_Dataset excerpts:_
------------------------------------
// SPDX-License-Identifier: MIT
// Copyright 2026 Roland Dreier <roland@rolandd.dev>

//! Weekday labels and the day-keyed schedule types.

use serde::{Deserialize, Serialize};
use serde_json::Value;
use std::collections::BTreeMap;
#[cfg(feature = "binding-generation")]
use ts_rs::TS;

/// Day of the week used to key every per-day collection.
///
/// Variant order is display order (Sunday first).
#[derive(Debug, Clone, Copy, PartialEq, Eq, PartialOrd, Ord, Hash, Serialize, Deserialize)]
#[cfg_attr(feature = "binding-generation", derive(TS))]
#[cfg_attr(
    feature = "binding-generation",
    ts(export, export_to = "web/src/lib/generated/")
)]
pub enum Weekday {
    Sunday,
    Monday,
    Tuesday,
    Wednesday,
    Thursday,
    Friday,
    Saturday,
}

impl Weekday {
    /// All seven days in display order.
    pub const ALL: [Weekday; 7] = [
        Weekday::Sunday,
        Weekday::Monday,
        Weekday::Tuesday,
        Weekday::Wednesday,
        Weekday::Thursday,
        Weekday::Friday,
        Weekday::Saturday,
    ];

    /// Label used as the document key for this day.
    pub fn label(self) -> &'static str {
        match self {
            Weekday::Sunday => "Sunday",
            Weekday::Monday => "Monday",
            Weekday::Tuesday => "Tuesday",
            Weekday::Wednesday => "Wednesday",
            Weekday::Thursday => "Thursday",
            Weekday::Friday => "Friday",
            Weekday::Saturday => "Saturday",
        }
    }

    /// Parse a document key. Matching is exact (labels are case-sensitive).
    pub fn from_label(label: &str) -> Option<Self> {
        Self::ALL.into_iter().find(|day| day.label() == label)
    }
}

impl std::fmt::Display for Weekday {
    fn fmt(&self, f: &mut std::fmt::Formatter<'_>) -> std::fmt::Result {
        f.write_str(self.label())
    }
}

/// A fully-populated day-keyed collection.
///
/// Only built by the normalizer, so it always carries all seven days.
/// Entries are kept as raw JSON: the only shape guarantee is that each
/// day holds a sequence.
#[derive(Debug, Clone, PartialEq, Serialize)]
#[serde(transparent)]
pub struct WeekSchedule(BTreeMap<Weekday, Vec<Value>>);

impl WeekSchedule {
    pub(crate) fn from_days(days: BTreeMap<Weekday, Vec<Value>>) -> Self {
        debug_assert_eq!(days.len(), Weekday::ALL.len());
        Self(days)
    }

    /// Entries for one day.
    pub fn day(&self, day: Weekday) -> &[Value] {
        self.0.get(&day).map(Vec::as_slice).unwrap_or(&[])
    }

    /// Mutable entries for one day.
    pub fn day_mut(&mut self, day: Weekday) -> &mut Vec<Value> {
        self.0.entry(day).or_default()
    }

    pub fn iter(&self) -> impl Iterator<Item = (Weekday, &[Value])> {
        self.0.iter().map(|(day, entries)| (*day, entries.as_slice()))
    }

    /// Convert to the plain-record JSON form sent to clients.
    pub fn to_value(&self) -> Value {
        Value::Object(
            self.0
                .iter()
                .map(|(day, entries)| (day.label().to_string(), Value::Array(entries.clone())))
                .collect(),
        )
    }
}

/// Wire shape of a weekly-plan entry.
///
/// Entries are stored and normalized as raw JSON; this type documents the
/// shape and is exported with the TypeScript bindings.
#[derive(Debug, Clone, Default, PartialEq, Serialize, Deserialize)]
#[cfg_attr(feature = "binding-generation", derive(TS))]
#[cfg_attr(
    feature = "binding-generation",
    ts(export, export_to = "web/src/lib/generated/")
)]
pub struct RoutineEvent {
    #[serde(default, skip_serializing_if = "Option::is_none")]
    pub id: Option<String>,
    pub title: String,
    /// "HH:MM"
    pub time: String,
    #[serde(default)]
    pub description: String,
}

/// Wire shape of a fitness-plan entry (see [`RoutineEvent`]).
#[derive(Debug, Clone, Default, PartialEq, Serialize, Deserialize)]
#[cfg_attr(feature = "binding-generation", derive(TS))]
#[cfg_attr(
    feature = "binding-generation",
    ts(export, export_to = "web/src/lib/generated/")
)]
pub struct Workout {
    pub name: String,
    #[serde(default)]
    pub description: String,
}

/// Fixed meal slots of a day, in plan order.
#[derive(Debug, Clone, Copy, PartialEq, Eq)]
pub enum MealSlotKind {
    Breakfast,
    MorningSnacks,
    Lunch,
    AfternoonSnacks,
    Dinner,
}

impl MealSlotKind {
    pub const ALL: [MealSlotKind; 5] = [
        MealSlotKind::Breakfast,
        MealSlotKind::MorningSnacks,
        MealSlotKind::Lunch,
        MealSlotKind::AfternoonSnacks,
        MealSlotKind::Dinner,
    ];

    pub fn label(self) -> &'static str {
        match self {
            MealSlotKind::Breakfast => "Breakfast",
            MealSlotKind::MorningSnacks => "Morning Snacks",
            MealSlotKind::Lunch => "Lunch",
            MealSlotKind::AfternoonSnacks => "Afternoon Snacks",
            MealSlotKind::Dinner => "Dinner",
        }
    }
}

/// One meal slot. Calories are free text, as entered by the user.
#[derive(Debug, Clone, Default, PartialEq, Serialize, Deserialize)]
#[cfg_attr(feature = "binding-generation", derive(TS))]
#[cfg_attr(
    feature = "binding-generation",
    ts(export, export_to = "web/src/lib/generated/")
)]
pub struct MealSlot {
    pub description: String,
    pub calories: String,
}

impl MealSlot {
    /// The default day of meals: one empty slot per [`MealSlotKind`].
    pub fn empty_day() -> Vec<Value> {
        MealSlotKind::ALL
            .iter()
            .map(|_| MealSlot::default().to_value())
            .collect()
    }

    pub fn to_value(&self) -> Value {
        serde_json::json!({
            "description": self.description,
            "calories": self.calories,
        })
    }
}
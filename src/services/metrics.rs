// SPDX-License-Identifier: MIT
// Copyright 2026 Roland Dreier <roland@rolandd.dev>

//! Derived body metrics (BMI, BMR, daily calorie needs).

use crate::models::user::{fields, DEFAULT_ACTIVITY_FACTOR};
use serde_json::{Map, Value};

/// Physical attributes whose change triggers a metrics recomputation.
pub const METRIC_INPUTS: [&str; 5] = [
    fields::WEIGHT,
    fields::HEIGHT,
    fields::AGE,
    fields::GENDER,
    fields::ACTIVITY,
];

/// Computed metrics, stored as display strings.
#[derive(Debug, Clone, PartialEq)]
pub struct BodyMetrics {
    /// kg/m², two decimals
    pub bmi: String,
    /// kcal/day, rounded
    pub bmr: String,
    /// kcal/day, rounded
    pub daily_calories: String,
}

/// Compute metrics from a profile's attributes.
///
/// Weight in kg, height in cm, age in years. Numeric strings are accepted.
/// Returns `None` unless weight, height and age are all present and positive.
pub fn compute(attributes: &Map<String, Value>) -> Option<BodyMetrics> {
    let weight = number(attributes.get(fields::WEIGHT))?;
    let height = number(attributes.get(fields::HEIGHT))?;
    let age = number(attributes.get(fields::AGE))?;
    if weight <= 0.0 || height <= 0.0 || age <= 0.0 {
        return None;
    }

    let activity = number(attributes.get(fields::ACTIVITY))
        .filter(|a| *a > 0.0)
        .unwrap_or(DEFAULT_ACTIVITY_FACTOR);
    let male = attributes
        .get(fields::GENDER)
        .and_then(Value::as_str)
        .is_some_and(|g| g.eq_ignore_ascii_case("male"));

    let height_m = height / 100.0;
    let bmi = weight / (height_m * height_m);

    // Mifflin-St Jeor
    let gender_constant = if male { 5.0 } else { -161.0 };
    let bmr = (10.0 * weight + 6.25 * height - 5.0 * age + gender_constant).round();
    let daily_calories = (bmr * activity).round();

    Some(BodyMetrics {
        bmi: format!("{:.2}", bmi),
        bmr: format!("{}", bmr),
        daily_calories: format!("{}", daily_calories),
    })
}

fn number(value: Option<&Value>) -> Option<f64> {
    let n: f64 = match value? {
        Value::Number(n) => n.as_f64()?,
        Value::String(s) => s.trim().parse().ok()?,
        _ => return None,
    };
    n.is_finite().then_some(n)
}
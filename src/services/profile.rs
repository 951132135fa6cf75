// SPDX-License-Identifier: MIT
// Copyright 2026 Roland Dreier <roland@rolandd.dev>

//! Profile read/update service.
//!
//! Reads always return the normalized shape: every day-keyed collection has
//! all seven days and meal days have their five slots. Updates accept only
//! allow-listed fields and are written as a single document update.

use crate::db::{DocumentUpdate, ProfileStore};
use crate::error::{AppError, Result};
use crate::models::schedule::{MealSlot, WeekSchedule};
use crate::models::user::{fields, NewProfile};
use crate::services::metrics;
use crate::services::normalizer::{fill_days, to_record, to_storage_shape, validate_weekly_plans};
use crate::time_utils::format_utc_rfc3339;
use serde::Serialize;
use serde_json::{Map, Value};
use std::sync::Arc;
use validator::Validate;

/// Fields a client may write through [`ProfileService::update_profile`].
///
/// Identity, credential, computed metrics and timestamps are not listed.
pub const UPDATABLE_FIELDS: [&str; 12] = [
    fields::WEIGHT,
    fields::HEIGHT,
    fields::AGE,
    fields::GENDER,
    fields::ACTIVITY,
    fields::FITNESS_GOAL,
    fields::WEEKLY_PLANS,
    fields::FITNESS_PLANS,
    fields::MEAL_PLANS,
    fields::REMINDERS,
    fields::TODOS,
    fields::COMPLETED,
];

/// Profile as returned to callers.
#[derive(Debug, Clone, Serialize)]
#[serde(rename_all = "camelCase")]
pub struct NormalizedProfile {
    pub id: String,
    pub weekly_plans: WeekSchedule,
    pub fitness_plans: WeekSchedule,
    pub meal_plans: WeekSchedule,
    /// Every other stored field except the credential.
    #[serde(flatten)]
    pub attributes: Map<String, Value>,
}

/// Service for reading and updating user profiles.
#[derive(Clone)]
pub struct ProfileService {
    store: Arc<dyn ProfileStore>,
}

impl ProfileService {
    pub fn new(store: Arc<dyn ProfileStore>) -> Self {
        Self { store }
    }

    /// Get a user's normalized profile.
    pub async fn get_profile(&self, user_id: &str) -> Result<NormalizedProfile> {
        let document = self
            .store
            .find_by_id(user_id)
            .await?
            .ok_or_else(|| not_found(user_id))?;

        Ok(normalize_profile(user_id, document))
    }

    /// Apply the allow-listed part of `payload` and return the stored result.
    ///
    /// Fields absent from the payload keep their stored value. For fitness
    /// and meal plans only the submitted days are written.
    pub async fn update_profile(&self, user_id: &str, payload: Value) -> Result<NormalizedProfile> {
        let Value::Object(payload) = payload else {
            return Err(AppError::MalformedPayload(
                "profile update must be a JSON object".to_string(),
            ));
        };

        let current = self
            .store
            .find_by_id(user_id)
            .await?
            .ok_or_else(|| not_found(user_id))?;

        let now = format_utc_rfc3339(chrono::Utc::now());
        let update = build_update(&current, payload, &now);

        let updated = self
            .store
            .find_by_id_and_update(user_id, &update)
            .await?
            .ok_or_else(|| not_found(user_id))?;

        tracing::info!(user_id, writes = update.writes().len(), "Profile updated");

        Ok(normalize_profile(user_id, updated))
    }

    /// Create the stored profile for a newly signed-up user.
    ///
    /// `credential` is stored as given and never returned.
    pub async fn create_profile(
        &self,
        profile: NewProfile,
        credential: &str,
    ) -> Result<NormalizedProfile> {
        profile
            .validate()
            .map_err(|e| AppError::BadRequest(e.to_string()))?;

        let user_id = uuid::Uuid::new_v4().to_string();
        let now = format_utc_rfc3339(chrono::Utc::now());
        let document = profile
            .into_document(&user_id, credential, &now)
            .map_err(|e| AppError::Internal(e.into()))?;

        self.store.insert(&user_id, &document).await?;
        tracing::info!(user_id = %user_id, "Profile created");

        Ok(normalize_profile(&user_id, document))
    }
}

fn not_found(user_id: &str) -> AppError {
    AppError::NotFound(format!("User {} not found", user_id))
}

/// Shape a stored document for callers.
///
/// The credential is dropped, the three day-keyed collections are filled to
/// seven days, and `reminders`/`todos` are always sequences.
pub fn normalize_profile(user_id: &str, document: Value) -> NormalizedProfile {
    let mut attributes = match document {
        Value::Object(map) => map,
        _ => Map::new(),
    };

    attributes.remove(fields::PASSWORD);

    let id = match attributes.remove(fields::ID) {
        Some(Value::String(id)) => id,
        _ => user_id.to_string(),
    };

    let weekly_plans = fill_days(attributes.remove(fields::WEEKLY_PLANS).as_ref(), &[]);

    let fitness_record = Value::Object(to_record(attributes.remove(fields::FITNESS_PLANS).as_ref()));
    let fitness_plans = fill_days(Some(&fitness_record), &[]);

    let meal_record = Value::Object(to_record(attributes.remove(fields::MEAL_PLANS).as_ref()));
    let meal_plans = fill_days(Some(&meal_record), &MealSlot::empty_day());

    for field in [fields::REMINDERS, fields::TODOS] {
        let entry = attributes
            .entry(field)
            .or_insert_with(|| Value::Array(Vec::new()));
        if !entry.is_array() {
            *entry = Value::Array(Vec::new());
        }
    }

    NormalizedProfile {
        id,
        weekly_plans,
        fitness_plans,
        meal_plans,
        attributes,
    }
}

/// Turn a client payload into the single write for this update.
///
/// `current` is the stored document; it decides how map-shaped plans are
/// written and supplies the other inputs when metrics are recomputed.
pub fn build_update(current: &Value, payload: Map<String, Value>, now: &str) -> DocumentUpdate {
    let mut update = DocumentUpdate::new();

    for (field, mut value) in payload {
        if !UPDATABLE_FIELDS.contains(&field.as_str()) {
            tracing::debug!(field = %field, "Ignoring non-updatable profile field");
            continue;
        }

        match field.as_str() {
            fields::WEEKLY_PLANS => {
                validate_weekly_plans(&mut value);
                update.set(&field, value);
            }
            fields::FITNESS_PLANS | fields::MEAL_PLANS => {
                write_storage_days(&mut update, &field, current.get(&field), &value);
            }
            fields::REMINDERS => update.set(&field, with_reminder_ids(value)),
            fields::TODOS => update.set(&field, into_sequence(value)),
            _ => update.set(&field, value),
        }
    }

    if metrics::METRIC_INPUTS.iter().any(|f| update.touches(f)) {
        let mut merged = current.clone();
        update.apply_to(&mut merged);
        if let Some(computed) = merged.as_object().and_then(metrics::compute) {
            update.set(fields::BMI, Value::String(computed.bmi));
            update.set(fields::BMR, Value::String(computed.bmr));
            update.set(fields::DAILY_CALORIES, Value::String(computed.daily_calories));
        }
    }

    update.set(fields::UPDATED_AT, Value::String(now.to_string()));
    update
}

/// Write the submitted days of a map-shaped plan.
///
/// When the stored container is already a record each submitted day is
/// written on its own. Otherwise the stored days are converted to a record,
/// merged with the submitted ones and the whole field is rewritten.
fn write_storage_days(
    update: &mut DocumentUpdate,
    field: &str,
    stored: Option<&Value>,
    submitted: &Value,
) {
    let submitted = match submitted {
        Value::Object(record) => to_storage_shape(record),
        _ => Default::default(),
    };

    match stored {
        Some(Value::Object(_)) => {
            for (day, entries) in submitted {
                update.set_key(field, &day, Value::Array(entries));
            }
        }
        stored => {
            let mut record = to_record(stored);
            for (day, entries) in submitted {
                record.insert(day, Value::Array(entries));
            }
            update.set(field, Value::Object(record));
        }
    }
}

fn into_sequence(value: Value) -> Value {
    match value {
        Value::Array(_) => value,
        _ => Value::Array(Vec::new()),
    }
}

/// Give every reminder object without an id a fresh one.
fn with_reminder_ids(value: Value) -> Value {
    let Value::Array(mut reminders) = into_sequence(value) else {
        return Value::Array(Vec::new());
    };

    for reminder in reminders.iter_mut().filter_map(Value::as_object_mut) {
        let has_id = reminder
            .get(fields::ID)
            .and_then(Value::as_str)
            .is_some_and(|id| !id.is_empty());
        if !has_id {
            reminder.insert(
                fields::ID.to_string(),
                Value::String(uuid::Uuid::new_v4().to_string()),
            );
        }
    }

    Value::Array(reminders)
}
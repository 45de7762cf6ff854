// src/infra/config.rs — Configuration loading (TOML)

use serde::{Deserialize, Serialize};
use std::path::Path;

use crate::infra::paths;

#[derive(Debug, Clone, Default, Serialize, Deserialize)]
pub struct Config {
    #[serde(default)]
    pub routing: RoutingConfig,

    #[serde(default)]
    pub execution: ExecutionConfig,

    #[serde(default)]
    pub validation: ValidationConfig,

    #[serde(default)]
    pub planner: PlannerConfig,

    #[serde(default)]
    pub council: CouncilConfig,

    #[serde(default)]
    pub persistence: PersistenceConfig,

    /// OpenAI-compatible endpoints. Empty means "use the built-in defaults".
    #[serde(default)]
    pub providers: Vec<ProviderEntry>,
}

#[derive(Debug, Clone, Serialize, Deserialize)]
pub struct RoutingConfig {
    /// USD value of one credit.
    pub credit_value_usd: f64,
    /// Permit the expensive tier (auto-selection and escalation).
    pub allow_expensive: bool,
}

impl Default for RoutingConfig {
    fn default() -> Self {
        Self {
            credit_value_usd: 0.01,
            allow_expensive: false,
        }
    }
}

#[derive(Debug, Clone, Serialize, Deserialize)]
pub struct ExecutionConfig {
    pub allow_parallelism: bool,
    /// 0 = bounded only by the ready set.
    pub max_concurrency: usize,
    pub same_tier_retries: u32,
    pub escalated_retries: u32,
    pub goal_timeout_secs: u64,
    pub task_max_tokens: u32,
    pub temperature: f32,
    pub dependency_output_chars: usize,
}

impl Default for ExecutionConfig {
    fn default() -> Self {
        Self {
            allow_parallelism: true,
            max_concurrency: 0,
            same_tier_retries: 1,
            escalated_retries: 1,
            goal_timeout_secs: 600,
            task_max_tokens: 2048,
            temperature: 0.4,
            dependency_output_chars: 4_000,
        }
    }
}

#[derive(Debug, Clone, Serialize, Deserialize)]
pub struct ValidationConfig {
    pub min_chars: usize,
    pub truncation_min_chars: usize,
    pub max_content_chars: usize,
    pub timeout_secs: u64,
    pub pass_threshold: u8,
    pub pass_through_score: u8,
    pub fast_model: String,
    pub full_model: String,
    pub attempt_fix: bool,
}

impl Default for ValidationConfig {
    fn default() -> Self {
        Self {
            min_chars: 15,
            truncation_min_chars: 100,
            max_content_chars: 6_000,
            timeout_secs: 12,
            pass_threshold: 70,
            pass_through_score: 70,
            fast_model: "openai/gpt-4o-mini".into(),
            full_model: "anthropic/claude-sonnet-4-20250514".into(),
            attempt_fix: true,
        }
    }
}

#[derive(Debug, Clone, Serialize, Deserialize)]
pub struct PlannerConfig {
    pub use_llm: bool,
    pub model: String,
    pub max_tasks: usize,
}

impl Default for PlannerConfig {
    fn default() -> Self {
        Self {
            use_llm: false,
            model: "openai/gpt-4o-mini".into(),
            max_tasks: 8,
        }
    }
}

#[derive(Debug, Clone, Serialize, Deserialize)]
pub struct CouncilConfig {
    pub architect: String,
    pub builder: String,
    pub validator: String,
    pub summarizer: String,
    pub step_timeout_secs: u64,
}

impl Default for CouncilConfig {
    fn default() -> Self {
        Self {
            architect: "anthropic/claude-sonnet-4-20250514".into(),
            builder: "openai/gpt-4.1".into(),
            validator: "openai/gpt-4o-mini".into(),
            summarizer: "openai/gpt-4o-mini".into(),
            step_timeout_secs: 120,
        }
    }
}

#[derive(Debug, Clone, Serialize, Deserialize)]
pub struct PersistenceConfig {
    pub enabled: bool,
    pub max_retries: u32,
    pub initial_backoff_ms: u64,
}

impl Default for PersistenceConfig {
    fn default() -> Self {
        Self {
            enabled: true,
            max_retries: 3,
            initial_backoff_ms: 250,
        }
    }
}

#[derive(Debug, Clone, Serialize, Deserialize)]
pub struct ProviderEntry {
    pub id: String,
    #[serde(default)]
    pub name: Option<String>,
    pub base_url: String,
    /// Env var holding the API key. Providers without a key are skipped
    /// unless the var name is empty (local servers).
    #[serde(default)]
    pub api_key_env: String,
    #[serde(default = "default_provider_timeout")]
    pub timeout_secs: u64,
}

fn default_provider_timeout() -> u64 {
    60
}

impl Config {
    /// Load config from file, falling back to defaults.
    pub fn load() -> anyhow::Result<Self> {
        let path = paths::config_file_path();
        if path.exists() {
            Self::load_from(&path)
        } else {
            Ok(Self::default())
        }
    }

    pub fn load_from(path: &Path) -> anyhow::Result<Self> {
        let content = std::fs::read_to_string(path)?;
        let config: Config = toml::from_str(&content)?;
        config.check()?;
        Ok(config)
    }

    /// Reject values that would make routing or validation meaningless.
    pub fn check(&self) -> anyhow::Result<()> {
        let credit = self.routing.credit_value_usd;
        if credit.is_nan() || credit <= 0.0 {
            anyhow::bail!("routing.credit_value_usd must be positive");
        }
        if self.validation.pass_threshold > 100 || self.validation.pass_through_score > 100 {
            anyhow::bail!("validation scores are on a 0-100 scale");
        }
        if self.planner.max_tasks == 0 {
            anyhow::bail!("planner.max_tasks must be at least 1");
        }
        Ok(())
    }
}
------------------------------------
Please give an exact copy of the entries above, from the line with "let bmr = (10.0" down to the line with "single document update.", inclusive, and nothing else.

    let bmr = (10.0 * weight + 6.25 * height - 5.0 * age + gender_constant).round();
    let daily_calories = (bmr * activity).round();

    Some(BodyMetrics {
        bmi: format!("{:.2}", bmi),
        bmr: format!("{}", bmr),
        daily_calories: format!("{}", daily_calories),
    })
}

fn number(value: Option<&Value>) -> Option<f64> {
    let n: f64 = match value? {
        Value::Number(n) => n.as_f64()?,
        Value::String(s) => s.trim().parse().ok()?,
        _ => return None,
    };
    n.is_finite().then_some(n)
}
filename src/services/profile.rs
repository 951132135fa6cf75
// SPDX-License-Identifier: MIT
// Copyright 2026 Roland Dreier <roland@rolandd.dev>

//! Profile read/update service.
//!
//! Reads always return the normalized shape: every day-keyed collection has
//! all seven days and meal days have their five slots. Updates accept only
//! allow-listed fields and are written as a single document update.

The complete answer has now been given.